Except that the API connects to last quarter’s data structure, not this quarter’s. It gives you customer names but not the associated transactions. It pulls reports, but not in a format anything else can read. It’s like selling you a key that opens a door to a room with another locked door. That key costs extra.
The API exists. This is technically true.
It’s also technically true that I exist on the same planet as Scarlett Johansson, but that fact hasn’t done me much good.
The Extraction Racket
Then there’s data extraction.
Sure, you can extract your data. You own it, after all. Legally. Philosophically. In every way except practically.
You can export it as a CSV with 847 columns, 600 of which are labeled things like field_misc_237 or legacy_val_temp_final_v2. You can extract it in XML so dense it would make a medieval monk weep. You can use their proprietary export tool, which costs more per month than your first car.
The data comes out looking like it went through a shredder, a blender, and a game of telephone played by people who don’t speak the same language.
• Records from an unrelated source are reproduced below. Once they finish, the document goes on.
//! GitHub Copilot Chat reader
//!
//! Data format: one JSON file per chat session at
//! <config>/Code/User/workspaceStorage/<hash>/chatSessions/<session>.json
//!
//! Each session holds `requests`, every request a prompt/response pair.
//! Depending on the extension version either side is a bare string or an
//! object wrapping the text (`{"text": ..}`, `{"value": ..}`,
//! `{"content": {"value": ..}}`); responses may also be a list of parts.

use anyhow::{Context, Result};
use chrono::{DateTime, Utc};
use serde::Deserialize;
use serde_json::Value;
use std::path::{Path, PathBuf};
use tracing::debug;

use super::cursor_workspace::workspace_folder;
use super::{
    collect_strings_by_key, decode_file_uri, matches_project, modified_time, truncate_title,
    Agent, CanonicalConversation, CanonicalMessage, ConversationReader, Role,
};
use crate::util::ms_to_datetime;

/// Keys under which attached or referenced files carry their path
const REFERENCE_KEYS: &[&str] = &["fsPath"];

#[derive(Debug, Deserialize)]
#[serde(rename_all = "camelCase")]
struct ChatSession {
    #[serde(default)]
    session_id: Option<String>,
    #[serde(default)]
    custom_title: Option<String>,
    #[serde(default)]
    creation_date: Option<i64>,
    #[serde(default)]
    last_message_date: Option<i64>,
    #[serde(default)]
    requests: Vec<ChatRequest>,
}

#[derive(Debug, Deserialize)]
#[serde(rename_all = "camelCase")]
struct ChatRequest {
    #[serde(default)]
    message: Option<TextOrWrapped>,
    #[serde(default)]
    response: Option<ResponseContent>,
    #[serde(default)]
    variable_data: Option<Value>,
    #[serde(default)]
    content_references: Option<Value>,
    #[serde(default)]
    timestamp: Option<i64>,
}

#[derive(Debug, Deserialize)]
#[serde(untagged)]
enum TextOrWrapped {
    Bare(String),
    Wrapped(WrappedText),
}

#[derive(Debug, Default, Deserialize)]
struct WrappedText {
    #[serde(default)]
    text: Option<String>,
    #[serde(default)]
    value: Option<String>,
    #[serde(default)]
    content: Option<Box<TextOrWrapped>>,
}

#[derive(Debug, Deserialize)]
#[serde(untagged)]
enum ResponseContent {
    Bare(String),
    Parts(Vec<TextOrWrapped>),
    Wrapped(WrappedText),
}

impl TextOrWrapped {
    fn into_text(self) -> String {
        match self {
            TextOrWrapped::Bare(s) => s,
            TextOrWrapped::Wrapped(w) => w.into_text(),
        }
    }
}

impl WrappedText {
    fn into_text(self) -> String {
        self.text
            .or(self.value)
            .or_else(|| self.content.map(|c| c.into_text()))
            .unwrap_or_default()
    }
}

impl ResponseContent {
    fn into_text(self) -> String {
        match self {
            ResponseContent::Bare(s) => s,
            ResponseContent::Wrapped(w) => w.into_text(),
            ResponseContent::Parts(parts) => parts
                .into_iter()
                .map(TextOrWrapped::into_text)
                .filter(|t| !t.trim().is_empty())
                .collect::<Vec<_>>()
                .join(""),
        }
    }
}

/// File paths referenced by a request's attachments
fn request_files(request: &ChatRequest) -> Vec<String> {
    let mut files = vec![];
    for value in [&request.variable_data, &request.content_references]
        .into_iter()
        .flatten()
    {
        collect_strings_by_key(value, REFERENCE_KEYS, &mut files);
    }
    let mut files: Vec<String> = files
        .into_iter()
        .map(|f| {
            if f.starts_with("file://") {
                decode_file_uri(&f)
            } else {
                f
            }
        })
        .collect();
    files.sort();
    files.dedup();
    files
}

pub struct CopilotReader {
    base_path: PathBuf,
}

impl CopilotReader {
    pub fn new(custom_path: Option<PathBuf>) -> Self {
        let base_path = custom_path.unwrap_or_else(|| {
            dirs::config_dir()
                .unwrap_or_default()
                .join("Code/User/workspaceStorage")
        });
        Self { base_path }
    }

    fn session_files(&self) -> Result<Vec<PathBuf>> {
        let pattern = format!(
            "{}/*/chatSessions/*.json",
            glob::Pattern::escape(&self.base_path.to_string_lossy())
        );
        let mut files = vec![];
        for entry in glob::glob(&pattern).context("Invalid chat session glob")? {
            match entry {
                Ok(path) => files.push(path),
                Err(e) => debug!("skipping unreadable session entry: {e}"),
            }
        }
        files.sort();
        Ok(files)
    }

    /// Workspace folder a session file belongs to
    fn session_folder(path: &Path) -> Option<String> {
        path.parent()
            .and_then(|chat_dir| chat_dir.parent())
            .and_then(workspace_folder)
    }

    fn load_session(path: &Path) -> Result<ChatSession> {
        let content = std::fs::read_to_string(path)
            .with_context(|| format!("Failed to read {}", path.display()))?;
        serde_json::from_str(&content)
            .with_context(|| format!("Failed to parse {}", path.display()))
    }

    fn session_id(path: &Path, session: &ChatSession) -> String {
        session.session_id.clone().unwrap_or_else(|| {
            path.file_stem()
                .and_then(|s| s.to_str())
                .unwrap_or_default()
                .to_string()
        })
    }

    fn parse_session(path: &Path, session: ChatSession) -> CanonicalConversation {
        let id = Self::session_id(path, &session);
        let fallback = modified_time(path).unwrap_or_else(Utc::now);
        let created = session
            .creation_date
            .and_then(ms_to_datetime)
            .unwrap_or(fallback);
        let updated: DateTime<Utc> = session
            .last_message_date
            .and_then(ms_to_datetime)
            .unwrap_or(created)
            .max(created);

        let mut conversation = CanonicalConversation::new(id, Agent::Copilot, created);
        conversation.updated_at = updated;
        conversation.project_path = Self::session_folder(path);
        conversation.title = session
            .custom_title
            .as_deref()
            .filter(|t| !t.trim().is_empty())
            .map(truncate_title);

        for request in session.requests {
            let files = request_files(&request);
            let timestamp = request.timestamp.and_then(ms_to_datetime);

            let prompt = request.message.map(TextOrWrapped::into_text).unwrap_or_default();
            if !prompt.trim().is_empty() || !files.is_empty() {
                let mut msg = CanonicalMessage::new(Role::User, prompt.trim());
                msg.timestamp = timestamp;
                msg.files = files;
                conversation.messages.push(msg);
            }

            let reply = request.response.map(ResponseContent::into_text).unwrap_or_default();
            if !reply.trim().is_empty() {
                let mut msg = CanonicalMessage::new(Role::Assistant, reply.trim());
                msg.timestamp = timestamp;
                conversation.messages.push(msg);
            }
        }

        if conversation.title.is_none() {
            conversation.title = conversation
                .messages
                .iter()
                .find(|m| m.role == Role::User && !m.text.is_empty())
                .map(|m| truncate_title(&m.text));
        }
        conversation
            .metadata
            .insert("sourcePath".into(), Value::from(path.to_string_lossy().to_string()));
        conversation.finish()
    }
}

impl ConversationReader for CopilotReader {
    fn agent(&self) -> Agent {
        Agent::Copilot
    }

    fn description(&self) -> &str {
        "GitHub Copilot Chat sessions (VS Code)"
    }

    fn is_available(&self) -> bool {
        self.base_path.exists()
    }

    fn get_conversation_ids(&self, project: Option<&str>) -> Result<Vec<String>> {
        if !self.is_available() {
            return Ok(vec![]);
        }

        let mut ids = vec![];
        for path in self.session_files()? {
            if let Some(project) = project {
                if !matches_project(Self::session_folder(&path).as_deref(), project) {
                    continue;
                }
            }
            match Self::load_session(&path) {
                Ok(session) => ids.push(Self::session_id(&path, &session)),
                Err(e) => debug!("skipping session: {e:#}"),
            }
        }
        Ok(ids)
    }

    fn get_conversation(&self, id: &str) -> Result<Option<CanonicalConversation>> {
        if !self.is_available() {
            return Ok(None);
        }

        for path in self.session_files()? {
            // Files are normally named after the session id; check that first
            let stem_matches = path.file_stem().and_then(|s| s.to_str()) == Some(id);
            let session = match Self::load_session(&path) {
                Ok(s) => s,
                Err(e) => {
                    if stem_matches {
                        return Err(e);
                    }
                    continue;
                }
            };
            if Self::session_id(&path, &session) == id {
                return Ok(Some(Self::parse_session(&path, session)));
            }
        }
        Ok(None)
    }
}

#[cfg(test)]
mod tests {
    use super::*;
    use serde_json::json;
    use tempfile::TempDir;

    fn write_session(base: &Path, hash: &str, folder: Option<&str>, name: &str, body: Value) {
        let dir = base.join(hash);
        std::fs::create_dir_all(dir.join("chatSessions")).unwrap();
        if let Some(folder) = folder {
            std::fs::write(
                dir.join("workspace.json"),
                json!({ "folder": folder }).to_string(),
            )
            .unwrap();
        }
        std::fs::write(dir.join("chatSessions").join(name), body.to_string()).unwrap();
    }

    fn fixture() -> (TempDir, CopilotReader) {
        let temp = TempDir::new().unwrap();
        write_session(
            temp.path(),
            "aaa",
            Some("file:///work/web"),
            "s-1.json",
            json!({
                "version": 3,
                "sessionId": "s-1",
                "creationDate": 1_714_000_000_000i64,
                "lastMessageDate": 1_714_000_600_000i64,
                "requests": [
                    {
                        "message": {"text": "Why does the login form flicker?", "parts": []},
                        "variableData": {"variables": [
                            {"id": "file", "value": {"uri": {"fsPath": "/work/web/src/Login.tsx"}}}
                        ]},
                        "response": [
                            {"value": "The effect runs "},
                            {"kind": "inlineReference", "inlineReference": {}},
                            {"value": "on every render."}
                        ],
                        "contentReferences": [
                            {"reference": {"fsPath": "/work/web/src/hooks/useAuth.ts"}}
                        ],
                        "timestamp": 1_714_000_100_000i64
                    },
                    {
                        "message": "Fix it",
                        "response": {"content": {"value": "Added a dependency array."}},
                        "timestamp": 1_714_000_500_000i64
                    }
                ]
            }),
        );
        write_session(
            temp.path(),
            "bbb",
            None,
            "untitled.json",
            json!({
                "customTitle": "Scratch",
                "requests": [{"message": "hello", "response": "hi"}]
            }),
        );
        write_session(temp.path(), "ccc", None, "broken.json", json!("not a session"));
        let reader = CopilotReader::new(Some(temp.path().to_path_buf()));
        (temp, reader)
    }

    #[test]
    fn test_lists_sessions_and_skips_malformed() {
        let (_temp, reader) = fixture();
        assert_eq!(
            reader.get_conversation_ids(None).unwrap(),
            vec!["s-1", "untitled"]
        );
        assert_eq!(
            reader.get_conversation_ids(Some("/work/web")).unwrap(),
            vec!["s-1"]
        );
    }

    #[test]
    fn test_bare_and_wrapped_content_normalize_alike() {
        let (_temp, reader) = fixture();
        let c = reader.get_conversation("s-1").unwrap().unwrap();
        assert_eq!(c.source, Agent::Copilot);
        assert_eq!(c.project_path.as_deref(), Some("/work/web"));
        assert_eq!(c.title.as_deref(), Some("Why does the login form flicker?"));

        let texts: Vec<&str> = c.messages.iter().map(|m| m.text.as_str()).collect();
        assert_eq!(
            texts,
            vec![
                "Why does the login form flicker?",
                "The effect runs on every render.",
                "Fix it",
                "Added a dependency array.",
            ]
        );
        assert!(c.files.contains("/work/web/src/Login.tsx"));
        assert!(c.files.contains("/work/web/src/hooks/useAuth.ts"));
        assert_eq!(c.updated_at.timestamp_millis(), 1_714_000_600_000);
    }

    #[test]
    fn test_id_falls_back_to_file_stem() {
        let (_temp, reader) = fixture();
        let c = reader.get_conversation("untitled").unwrap().unwrap();
        assert_eq!(c.title.as_deref(), Some("Scratch"));
        assert_eq!(c.messages.len(), 2);
        assert_eq!(c.messages[1].role, Role::Assistant);
        assert!(reader.get_conversation("nope").unwrap().is_none());
    }
}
Which, come to think of it, is exactly what happened.
Almost Enough Is the Business Model
Here’s the real genius of Big BM: Almost Enough. The system almost integrates with your other platforms. The dashboard almost shows you what you need. The export almost includes all the fields.
The automation almost works without manual intervention. Almost enough is the most profitable distance in enterprise software.
It’s far enough that you can’t quite make it work on your own.
But close enough that you think maybe—just maybe—if you buy one more module, hire one more consultant, attend one more certification training, you’ll finally get there.
You won’t.
Because the next version will change everything just enough that your workarounds stop working. The API will get “upgraded.” The data structure will be “optimized.” And you’ll be right back at almost enough.
Which is exactly where they want you.
The Consultancy Industrial Complex
Big BM loves consultants the way Vegas loves gamblers.
They’ve built systems so intentionally convoluted that an entire shadow industry exists just to translate their garbage into something resembling utility.
These aren’t bugs. This is the feature.
Why sell software once when you can sell software plus implementation, plus integration, plus ongoing support, plus emergency weekend fixes, plus the premium tier that unlocks the features that should have been included in the first place?
They’ve created a friction economy where the tax on actually using what you bought exceeds the cost of buying it.
Nice data you’ve got there. Shame if something happened to its usability.
The Colliding Business Models Problem
Here’s where it gets truly beautiful in its awfulness.
You’ve got:
The SaaS vendor who wants recurring revenue and doesn’t care if you can get your data out
The legacy enterprise giant still charging like it’s 1995 because enough people are locked in
The hot new startup that’ll definitely be around in five years (wink wink)
The platform play that wants to own your entire stack and makes everything else friction by design
They all have APIs. They all claim to play nice with others. And technically, they all connect to each other the way my high school French connects me to Proust.
Each has optimized for its own business model. None has optimized for you actually getting work done. That would require cooperation. And cooperation is terrible for quarterly earnings.
The Emperor’s Cloudy Clothes
We were told the cloud would solve this. Everything would talk to everything. Data would flow freely. Interoperability would be the default.
Instead, we got data lakes that are really data swamps, data warehouses that require a forklift certification to navigate, and data meshes about as organized as a plate of spaghetti thrown at a wall.
The cloud didn’t eliminate friction.
It just moved it somewhere you can’t even see the servers you’re not getting value from.
What’s the Solution?
I don’t have one.
I’m not a consultant. I don’t have a framework, a white paper, or a methodology with a trademark symbol next to it.
But I do know this:
As long as Big BM can profit more from your struggle than from your success, the friction stays not withstanding the promises of your current "Customer Success Manager" of the month.
As long as vendor lock-in beats interoperability in the boardroom, your data stays trapped.
As long as “almost enough” remains the most lucrative sweet spot in enterprise software, nothing fundamentally changes.
Your data is accessible.
Just not to you. Not really. Not in any way that matters. And that isn’t an accident.
The IT Contrarian - Because someone has to say it.